细胞衰老具有重要的生物学意义。细胞衰老以不可逆的细胞周期阻滞方式防止肿瘤的发生，是生物体内一种重要的抑癌机制。近年来研究发现细胞衰老与组织修复、胚胎发育、组织器官和个体衰老以及多种衰老相关疾病等病理生理过程都有密切关系。本课题的前期研究发现：一种对核苷酸类似物具有高度亲和力的细胞膜转运蛋白OCTN1在细胞衰老过程中表达显著上调，因此我们提出假设：OCTN1在衰老细胞中表达升高促进核苷酸类似物化疗药向细胞内的转运，加速其清除率，从而降低药物对肿瘤的毒性作用。我们选择临床上最常用的化疗药物吉西他滨作为研究对象，重点探讨：① 衰老细胞对吉西他滨清除是否具有促进作用；② 因为吉西他滨本身具有诱导正常细胞衰老的作用，所以我们观察长期使用该药物是否引起机体组织细胞衰老，从而升高其清除率，降低对胰腺癌的毒性作用。该研究不仅为老年人肿瘤化疗提供了新的治疗方案，而且为提高吉西他滨的治疗效果提供新的思路。

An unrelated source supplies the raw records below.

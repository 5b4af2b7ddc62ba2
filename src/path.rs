//! Field paths and identifier resolution.
//!
//! Every node of a [`SchemaNode`] tree gets a [`FieldPath`] (its position from the
//! root) and an identifier built from the path's rendered segments. Resolution
//! fails on the first pair of distinct paths that render to the same identifier.
use std::collections::HashMap;
use std::fmt;

use indexmap::IndexMap;
use serde::{Serialize, Serializer};

use crate::error::{Error, Result};
use crate::naming::NamingConvention;
use crate::schema::{Kind, SchemaNode, Shape};

#[derive(Clone, Debug, PartialEq, Eq, Hash, PartialOrd, Ord)]
pub enum Segment {
    /// Object field.
    Key(String),
    /// A sequence's item node.
    Element,
    /// One representation of a polymorphic field.
    Alternative(Kind),
}

#[derive(Clone, Debug, Default, PartialEq, Eq, Hash, PartialOrd, Ord)]
pub struct FieldPath(Vec<Segment>);

impl FieldPath {
    pub fn root() -> Self {
        FieldPath(Vec::new())
    }

    pub fn child(&self, segment: Segment) -> Self {
        let mut segments = self.0.clone();
        segments.push(segment);
        FieldPath(segments)
    }

    pub fn segments(&self) -> &[Segment] {
        &self.0
    }

    pub fn is_root(&self) -> bool {
        self.0.is_empty()
    }

    pub fn parent(&self) -> Option<FieldPath> {
        let (_, init) = self.0.split_last()?;
        Some(FieldPath(init.to_vec()))
    }

    /// The alternative this path selects, if its last segment is one.
    pub fn alternative(&self) -> Option<Kind> {
        match self.0.last() {
            Some(Segment::Alternative(kind)) => Some(*kind),
            _ => None,
        }
    }

    pub fn starts_with(&self, prefix: &FieldPath) -> bool {
        self.0.starts_with(&prefix.0)
    }
}

impl<S: Into<String>> FromIterator<S> for FieldPath {
    /// Build a path of object keys, e.g. `["spec", "replicas"]`.
    fn from_iter<I: IntoIterator<Item = S>>(iter: I) -> Self {
        FieldPath(iter.into_iter().map(|k| Segment::Key(k.into())).collect())
    }
}

impl fmt::Display for FieldPath {
    fn fmt(&self, f: &mut fmt::Formatter<'_>) -> fmt::Result {
        f.write_str("$")?;
        for segment in &self.0 {
            match segment {
                Segment::Key(key) if is_plain_key(key) => write!(f, ".{key}")?,
                Segment::Key(key) => write!(f, "[{key:?}]")?,
                Segment::Element => f.write_str("[*]")?,
                Segment::Alternative(kind) => write!(f, "<{kind}>")?,
            }
        }
        Ok(())
    }
}

impl Serialize for FieldPath {
    fn serialize<S: Serializer>(&self, serializer: S) -> std::result::Result<S::Ok, S::Error> {
        serializer.collect_str(self)
    }
}

fn is_plain_key(key: &str) -> bool {
    !key.is_empty() && !key.contains(['.', '[', ']', '<', '>', '"'])
}

// ------------------------------- Path map -------------------------------- //

/// `FieldPath → identifier`, in depth-first declaration order.
#[derive(Clone, Debug, Default, PartialEq, Eq, Serialize)]
#[serde(transparent)]
pub struct PathMap {
    entries: IndexMap<FieldPath, String>,
}

impl PathMap {
    pub fn get(&self, path: &FieldPath) -> Option<&str> {
        self.entries.get(path).map(String::as_str)
    }

    pub fn len(&self) -> usize {
        self.entries.len()
    }

    pub fn is_empty(&self) -> bool {
        self.entries.is_empty()
    }

    pub fn iter(&self) -> impl Iterator<Item = (&FieldPath, &str)> {
        self.entries.iter().map(|(p, i)| (p, i.as_str()))
    }

    /// Drop an entry, keeping the order of the rest.
    pub fn remove(&mut self, path: &FieldPath) -> Option<String> {
        self.entries.shift_remove(path)
    }

    /// Closest proper ancestor of `path` that has an entry.
    pub fn nearest_resolved(&self, path: &FieldPath) -> Option<FieldPath> {
        let mut cursor = path.parent();
        while let Some(candidate) = cursor {
            if self.entries.contains_key(&candidate) {
                return Some(candidate);
            }
            cursor = candidate.parent();
        }
        None
    }
}

// ------------------------------- Resolver -------------------------------- //

/// Assign a canonical identifier to every node reachable from `root`.
pub fn resolve(root: &SchemaNode, naming: &NamingConvention) -> Result<PathMap> {
    naming.validate()?;
    let mut resolver = Resolver {
        naming,
        map: PathMap::default(),
        owners: HashMap::new(),
    };
    resolver.visit(root, FieldPath::root(), naming.root_identifier())?;
    tracing::debug!(root = %naming.root_name, entries = resolver.map.len(), "resolved identifiers");
    Ok(resolver.map)
}

struct Resolver<'a> {
    naming: &'a NamingConvention,
    map: PathMap,
    owners: HashMap<String, FieldPath>,
}

impl Resolver<'_> {
    fn visit(&mut self, node: &SchemaNode, path: FieldPath, identifier: String) -> Result<()> {
        self.claim(&path, &identifier)?;
        match &node.shape {
            Shape::Scalar(_) => {}
            Shape::Object(fields) => {
                for (name, child) in fields {
                    let child_path = path.child(Segment::Key(name.clone()));
                    let rendered = self.naming.render_key(name);
                    if rendered.is_empty() {
                        return Err(Error::InvalidName { path: child_path, name: name.clone() });
                    }
                    self.visit(child, child_path, format!("{identifier}{rendered}"))?;
                }
            }
            Shape::Sequence(item) => {
                let suffix = self.naming.render_element();
                self.visit(item, path.child(Segment::Element), format!("{identifier}{suffix}"))?;
            }
            Shape::OneOf(alternatives) => {
                for alt in alternatives {
                    let kind = alt.kind();
                    let suffix = self.naming.render_alternative(kind);
                    self.visit(alt, path.child(Segment::Alternative(kind)), format!("{identifier}{suffix}"))?;
                }
            }
        }
        Ok(())
    }

    fn claim(&mut self, path: &FieldPath, identifier: &str) -> Result<()> {
        if let Some(first) = self.owners.get(identifier) {
            return Err(Error::NameCollision {
                identifier: identifier.to_string(),
                first: first.clone(),
                second: path.clone(),
            });
        }
        self.owners.insert(identifier.to_string(), path.clone());
        self.map.entries.insert(path.clone(), identifier.to_string());
        Ok(())
    }
}
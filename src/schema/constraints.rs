//! Value constraints declared next to a node's `type`.
//!
//! Only what the schema states is captured here; nothing is defaulted.
use ordered_float::OrderedFloat;
use regex::Regex;
use serde::Serialize;
use serde_json::{Map, Value};

use super::kind::{Kind, ScalarKind};
use crate::error::{Error, Result};

#[derive(Clone, Copy, Debug, PartialEq, Eq, Serialize)]
pub struct Bound {
    pub value: OrderedFloat<f64>,
    pub exclusive: bool,
}

#[derive(Clone, Debug, Default, PartialEq)]
pub struct Constraints {
    pub minimum: Option<Bound>,
    pub maximum: Option<Bound>,
    /// `minLength`/`maxLength`, strings only.
    pub min_length: Option<u64>,
    pub max_length: Option<u64>,
    /// `minItems`/`maxItems`, sequences only.
    pub min_items: Option<u64>,
    pub max_items: Option<u64>,
    pub pattern: Option<String>,
    /// `enum` literals in declaration order. Empty means unconstrained.
    pub allowed: Vec<Value>,
}

impl Constraints {
    pub fn parse(map: &Map<String, Value>, at: &str) -> Result<Self> {
        let mut out = Constraints {
            minimum: parse_bound(map, "minimum", "exclusiveMinimum", at)?,
            maximum: parse_bound(map, "maximum", "exclusiveMaximum", at)?,
            min_length: parse_count(map, "minLength", at)?,
            max_length: parse_count(map, "maxLength", at)?,
            min_items: parse_count(map, "minItems", at)?,
            max_items: parse_count(map, "maxItems", at)?,
            pattern: None,
            allowed: Vec::new(),
        };

        if let Some(pattern) = map.get("pattern") {
            let Some(pattern) = pattern.as_str() else {
                return Err(Error::schema(at, "`pattern` must be a string"));
            };
            if let Err(error) = Regex::new(pattern) {
                return Err(Error::schema(at, format!("`pattern` does not compile: {error}")));
            }
            out.pattern = Some(pattern.to_string());
        }

        if let Some(allowed) = map.get("enum") {
            match allowed {
                Value::Array(xs) if !xs.is_empty() => out.allowed = xs.clone(),
                Value::Array(_) => return Err(Error::schema(at, "`enum` must not be empty")),
                _ => return Err(Error::schema(at, "`enum` must be an array")),
            }
        }

        if let (Some(lo), Some(hi)) = (out.minimum, out.maximum) {
            let empty = lo.value > hi.value || (lo.value == hi.value && (lo.exclusive || hi.exclusive));
            if empty {
                return Err(Error::schema(at, format!("range [{}, {}] admits no value", lo.value, hi.value)));
            }
        }
        check_counts(out.min_length, out.max_length, "minLength", "maxLength", at)?;
        check_counts(out.min_items, out.max_items, "minItems", "maxItems", at)?;

        Ok(out)
    }

    pub fn is_empty(&self) -> bool {
        *self == Constraints::default()
    }

    /// Reject constraints that cannot apply to a node of `kind`.
    pub fn check_applicable(&self, kind: Kind, optional: bool, at: &str) -> Result<()> {
        let misplaced = |keyword: &str| {
            Error::schema(at, format!("`{keyword}` does not apply to a {kind} node"))
        };
        if (self.minimum.is_some() || self.maximum.is_some()) && !kind.is_numeric() {
            let keyword = if self.minimum.is_some() { "minimum" } else { "maximum" };
            return Err(misplaced(keyword));
        }
        if (self.min_length.is_some() || self.max_length.is_some() || self.pattern.is_some())
            && kind != Kind::String
        {
            let keyword = if self.pattern.is_some() { "pattern" } else { "minLength/maxLength" };
            return Err(misplaced(keyword));
        }
        if (self.min_items.is_some() || self.max_items.is_some()) && kind != Kind::Sequence {
            return Err(misplaced("minItems/maxItems"));
        }
        if !self.allowed.is_empty() {
            let Some(scalar) = scalar_of(kind) else {
                return Err(misplaced("enum"));
            };
            for value in &self.allowed {
                if value.is_null() && optional {
                    continue;
                }
                if !scalar.admits(value) {
                    return Err(Error::schema(at, format!("`enum` value {value} is not a {kind}")));
                }
            }
        }
        Ok(())
    }

    /// Reject shared constraints of a union that no alternative can carry.
    /// Run before [`Constraints::restricted_to`] distributes them.
    pub fn check_union(&self, kinds: &[Kind], optional: bool, at: &str) -> Result<()> {
        let misplaced = |keyword: &str| {
            Error::schema(at, format!("`{keyword}` applies to no alternative of this union"))
        };
        if (self.minimum.is_some() || self.maximum.is_some()) && !kinds.iter().any(|k| k.is_numeric()) {
            let keyword = if self.minimum.is_some() { "minimum" } else { "maximum" };
            return Err(misplaced(keyword));
        }
        let has_string = kinds.contains(&Kind::String);
        if (self.min_length.is_some() || self.max_length.is_some() || self.pattern.is_some()) && !has_string {
            let keyword = if self.pattern.is_some() { "pattern" } else { "minLength/maxLength" };
            return Err(misplaced(keyword));
        }
        if (self.min_items.is_some() || self.max_items.is_some()) && !kinds.contains(&Kind::Sequence) {
            return Err(misplaced("minItems/maxItems"));
        }
        if !self.allowed.is_empty() {
            let scalars: Vec<ScalarKind> = kinds.iter().filter_map(|k| scalar_of(*k)).collect();
            if scalars.is_empty() {
                return Err(misplaced("enum"));
            }
            for value in &self.allowed {
                if value.is_null() && optional {
                    continue;
                }
                if !scalars.iter().any(|s| s.admits(value)) {
                    return Err(Error::schema(at, format!("`enum` value {value} matches no alternative")));
                }
            }
        }
        Ok(())
    }

    /// The subset that applies to `kind`. Used when a OneOf's shared
    /// constraints are distributed over its alternatives.
    pub fn restricted_to(&self, kind: Kind) -> Self {
        let mut out = Constraints::default();
        if kind.is_numeric() {
            out.minimum = self.minimum;
            out.maximum = self.maximum;
        }
        if kind == Kind::String {
            out.min_length = self.min_length;
            out.max_length = self.max_length;
            out.pattern = self.pattern.clone();
        }
        if let Some(scalar) = scalar_of(kind) {
            out.allowed = self.allowed.iter().filter(|v| scalar.admits(v)).cloned().collect();
        }
        out
    }

    /// Fill every unset part from `outer`.
    pub fn inherit(mut self, outer: &Constraints) -> Self {
        self.minimum = self.minimum.or(outer.minimum);
        self.maximum = self.maximum.or(outer.maximum);
        self.min_length = self.min_length.or(outer.min_length);
        self.max_length = self.max_length.or(outer.max_length);
        self.min_items = self.min_items.or(outer.min_items);
        self.max_items = self.max_items.or(outer.max_items);
        if self.pattern.is_none() {
            self.pattern = outer.pattern.clone();
        }
        if self.allowed.is_empty() {
            self.allowed = outer.allowed.clone();
        }
        self
    }
}

fn scalar_of(kind: Kind) -> Option<ScalarKind> {
    match kind {
        Kind::Number => Some(ScalarKind::Number),
        Kind::String => Some(ScalarKind::String),
        Kind::Boolean => Some(ScalarKind::Boolean),
        Kind::Integer => Some(ScalarKind::Integer),
        _ => None,
    }
}

// Accepts both the OpenAPI 3.0 form (`exclusiveMinimum: true` next to `minimum`)
// and the draft 2019 form (`exclusiveMinimum: 3`).
fn parse_bound(map: &Map<String, Value>, key: &str, exclusive_key: &str, at: &str) -> Result<Option<Bound>> {
    let inclusive = match map.get(key) {
        None => None,
        Some(v) => match v.as_f64() {
            Some(f) => Some(f),
            None => return Err(Error::schema(at, format!("`{key}` must be a number"))),
        },
    };
    match map.get(exclusive_key) {
        None => Ok(inclusive.map(|f| Bound { value: OrderedFloat(f), exclusive: false })),
        Some(Value::Bool(flag)) => match inclusive {
            Some(f) => Ok(Some(Bound { value: OrderedFloat(f), exclusive: *flag })),
            None if !*flag => Ok(None),
            None => Err(Error::schema(at, format!("`{exclusive_key}: true` requires `{key}`"))),
        },
        Some(Value::Number(n)) => {
            if inclusive.is_some() {
                return Err(Error::schema(at, format!("both `{key}` and a numeric `{exclusive_key}` are declared")));
            }
            let f = n.as_f64().ok_or_else(|| Error::schema(at, format!("`{exclusive_key}` is not representable")))?;
            Ok(Some(Bound { value: OrderedFloat(f), exclusive: true }))
        }
        Some(_) => Err(Error::schema(at, format!("`{exclusive_key}` must be a boolean or a number"))),
    }
}

fn parse_count(map: &Map<String, Value>, key: &str, at: &str) -> Result<Option<u64>> {
    match map.get(key) {
        None => Ok(None),
        Some(v) => v
            .as_u64()
            .map(Some)
            .ok_or_else(|| Error::schema(at, format!("`{key}` must be a non-negative integer"))),
    }
}

fn check_counts(lo: Option<u64>, hi: Option<u64>, lo_key: &str, hi_key: &str, at: &str) -> Result<()> {
    match (lo, hi) {
        (Some(lo), Some(hi)) if lo > hi => {
            Err(Error::schema(at, format!("`{lo_key}` ({lo}) exceeds `{hi_key}` ({hi})")))
        }
        _ => Ok(()),
    }
}

#[cfg(test)]
mod tests {
    use super::*;
    use serde_json::json;

    fn parse(v: Value) -> Result<Constraints> {
        Constraints::parse(v.as_object().unwrap(), "/x")
    }

    #[test]
    fn both_exclusive_forms_parse() {
        let c = parse(json!({ "minimum": 1, "exclusiveMinimum": true })).unwrap();
        assert_eq!(c.minimum, Some(Bound { value: OrderedFloat(1.0), exclusive: true }));

        let c = parse(json!({ "exclusiveMaximum": 10 })).unwrap();
        assert_eq!(c.maximum, Some(Bound { value: OrderedFloat(10.0), exclusive: true }));
    }

    #[test]
    fn empty_ranges_are_rejected() {
        assert!(parse(json!({ "minimum": 5, "maximum": 1 })).is_err());
        assert!(parse(json!({ "minimum": 1, "maximum": 1, "exclusiveMaximum": true })).is_err());
        assert!(parse(json!({ "minimum": 1, "maximum": 1 })).is_ok());
        assert!(parse(json!({ "minLength": 4, "maxLength": 2 })).is_err());
    }

    #[test]
    fn bad_pattern_is_a_schema_error() {
        let err = parse(json!({ "pattern": "([a-z" })).unwrap_err();
        assert_eq!(err.kind(), "schema");
    }

    #[test]
    fn applicability_follows_kind() {
        let c = parse(json!({ "pattern": "^a" })).unwrap();
        assert!(c.check_applicable(Kind::String, false, "/x").is_ok());
        assert!(c.check_applicable(Kind::Integer, false, "/x").is_err());

        let c = parse(json!({ "enum": ["a", null] })).unwrap();
        assert!(c.check_applicable(Kind::String, true, "/x").is_ok());
        assert!(c.check_applicable(Kind::String, false, "/x").is_err());
    }

    #[test]
    fn restriction_splits_shared_constraints() {
        let c = parse(json!({ "maximum": 65535, "pattern": "^[a-z]+$", "enum": [80, "http"] })).unwrap();
        let num = c.restricted_to(Kind::Number);
        assert!(num.maximum.is_some() && num.pattern.is_none());
        assert_eq!(num.allowed, vec![json!(80)]);
        let s = c.restricted_to(Kind::String);
        assert!(s.maximum.is_none() && s.pattern.is_some());
        assert_eq!(s.allowed, vec![json!("http")]);
    }
}
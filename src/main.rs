use schema_checks::cli;

fn main() -> anyhow::Result<()> {
    tracing_subscriber::fmt()
        .with_env_filter(tracing_subscriber::EnvFilter::from_default_env())
        .with_writer(std::io::stderr)
        .init();

    let command_line_interface = cli::CommandLineInterface::load();
    command_line_interface.run()
}
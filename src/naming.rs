//! Identifier naming convention.
//!
//! Passed explicitly into the resolver so several runs with different
//! conventions can coexist in one process.
use once_cell::sync::Lazy;
use regex::Regex;
use serde::{Deserialize, Serialize};

use crate::error::{Error, Result};
use crate::schema::Kind;

static NON_ALNUM: Lazy<Regex> = Lazy::new(|| Regex::new(r"[^A-Za-z0-9]+").expect("static regex"));

/// Placeholder replaced by the alternative's kind name in `alternative_template`.
pub const KIND_PLACEHOLDER: &str = "{kind}";

#[derive(Clone, Copy, Debug, Default, PartialEq, Eq, Serialize, Deserialize)]
#[serde(rename_all = "camelCase")]
pub enum CaseStyle {
    /// Split on non-alphanumerics and capitalize each word: `httpGet` → `HttpGet`.
    #[default]
    Pascal,
    /// Strip non-alphanumerics and lowercase: `foo_Bar` → `foobar`.
    Lower,
    /// Strip non-alphanumerics only.
    Preserve,
}

#[derive(Clone, Debug, PartialEq, Eq, Serialize, Deserialize)]
#[serde(default, rename_all = "camelCase", deny_unknown_fields)]
pub struct NamingConvention {
    /// Prefix of every identifier; the name of the root type.
    pub root_name: String,
    pub case: CaseStyle,
    /// Inserted between a union's identifier and an alternative's suffix.
    pub alternative_separator: String,
    /// Alternative suffix; `{kind}` expands to e.g. `Number`.
    pub alternative_template: String,
    /// Segment appended for a sequence's item node.
    pub element_segment: String,
}

impl Default for NamingConvention {
    fn default() -> Self {
        NamingConvention {
            root_name: "Root".to_string(),
            case: CaseStyle::Pascal,
            alternative_separator: "_".to_string(),
            alternative_template: "From{kind}Parameters".to_string(),
            element_segment: "Items".to_string(),
        }
    }
}

impl NamingConvention {
    pub fn with_root_name(mut self, root_name: impl Into<String>) -> Self {
        self.root_name = root_name.into();
        self
    }

    pub fn with_case(mut self, case: CaseStyle) -> Self {
        self.case = case;
        self
    }

    /// Reject conventions that cannot produce valid identifiers.
    pub fn validate(&self) -> Result<()> {
        let root = self.root_identifier();
        if !root.starts_with(|c: char| c.is_ascii_alphabetic()) {
            return Err(Error::Config {
                key: Some("naming.rootName".to_string()),
                message: format!("`{}` does not start an identifier", self.root_name),
            });
        }
        if !self.alternative_template.contains(KIND_PLACEHOLDER) {
            return Err(Error::Config {
                key: Some("naming.alternativeTemplate".to_string()),
                message: format!("must contain `{KIND_PLACEHOLDER}` so alternatives stay distinct"),
            });
        }
        if self.render_key(&self.element_segment).is_empty() {
            return Err(Error::Config {
                key: Some("naming.elementSegment".to_string()),
                message: "must contain at least one alphanumeric character".to_string(),
            });
        }
        Ok(())
    }

    pub fn root_identifier(&self) -> String {
        self.render_key(&self.root_name)
    }

    /// Render one object key as an identifier segment. May return an empty string.
    pub fn render_key(&self, key: &str) -> String {
        match self.case {
            CaseStyle::Pascal => NON_ALNUM
                .split(key)
                .filter(|word| !word.is_empty())
                .map(capitalize)
                .collect(),
            CaseStyle::Lower => NON_ALNUM.replace_all(key, "").to_ascii_lowercase(),
            CaseStyle::Preserve => NON_ALNUM.replace_all(key, "").into_owned(),
        }
    }

    pub fn render_element(&self) -> String {
        self.render_key(&self.element_segment)
    }

    pub fn render_alternative(&self, kind: Kind) -> String {
        format!(
            "{}{}",
            self.alternative_separator,
            self.alternative_template.replace(KIND_PLACEHOLDER, kind.type_name())
        )
    }
}

fn capitalize(word: &str) -> String {
    let mut chars = word.chars();
    match chars.next() {
        Some(first) => first.to_ascii_uppercase().to_string() + chars.as_str(),
        None => String::new(),
    }
}

#[cfg(test)]
mod tests {
    use super::*;

    #[test]
    fn pascal_splits_and_capitalizes() {
        let n = NamingConvention::default();
        assert_eq!(n.render_key("httpGet"), "HttpGet");
        assert_eq!(n.render_key("liveness_probe"), "LivenessProbe");
        assert_eq!(n.render_key("x-kubernetes-id"), "XKubernetesId");
        assert_eq!(n.render_key("__"), "");
    }

    #[test]
    fn lower_strips_and_lowercases() {
        let n = NamingConvention::default().with_case(CaseStyle::Lower);
        assert_eq!(n.render_key("fooBar"), "foobar");
        assert_eq!(n.render_key("foo_bar"), "foobar");
    }

    #[test]
    fn alternative_suffix_uses_template() {
        let n = NamingConvention::default();
        assert_eq!(n.render_alternative(Kind::Number), "_FromNumberParameters");
        assert_eq!(n.render_alternative(Kind::String), "_FromStringParameters");
    }

    #[test]
    fn validation_catches_unusable_conventions() {
        assert!(NamingConvention::default().validate().is_ok());
        assert!(NamingConvention::default().with_root_name("9lives").validate().is_err());
        let mut n = NamingConvention::default();
        n.alternative_template = "Alt".to_string();
        assert!(n.validate().is_err());
    }

    #[test]
    fn deserializes_partial_camel_case() {
        let n: NamingConvention = serde_json::from_str(r#"{ "rootName": "ClusterInstallation", "case": "lower" }"#).unwrap();
        assert_eq!(n.root_name, "ClusterInstallation");
        assert_eq!(n.case, CaseStyle::Lower);
        assert_eq!(n.element_segment, "Items");
        assert!(serde_json::from_str::<NamingConvention>(r#"{ "bogus": 1 }"#).is_err());
    }
}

Cellular aging has important biological implications. Cellular senescence prevents tumorigenesis by irreversible cell cycle arrest and is an important tumor suppressor mechanism in vivo. In recent years, studies have found that cell senescence is closely related to pathological and physiological processes such as tissue repair, embryonic development, tissue and organ senescence, and various aging-related diseases. Preliminary studies have found that a cell membrane transporter OCTN1 with high affinity for nucleotide analogues is significantly up-regulated during cellular senescence, so we hypothesized that OCTN1 elevation in senescent cells promote the transport of the chemotherapeutic drug into the cell and accelerates the drug clearance, thereby reducing the toxic effect of the drug on the tumor. We selected gemcitabine, the most commonly used chemotherapy drug in clinical practice, and our researches focuses are as follows: (1) whether have senescent cells a promoting effect on gemcitabine clearance? (2) because gemcitabine itself has the effect of inducing normal cell senescence, we observe whether long-term use of the drug causes the body Tissue cell senescence, increases its clearance and reduces the toxic effects on pancreatic cancer. This study not only provides a new treatment plan for cancer chemotherapy in the elderly, but also provides new ideas for improving the therapeutic effect of gemcitabine.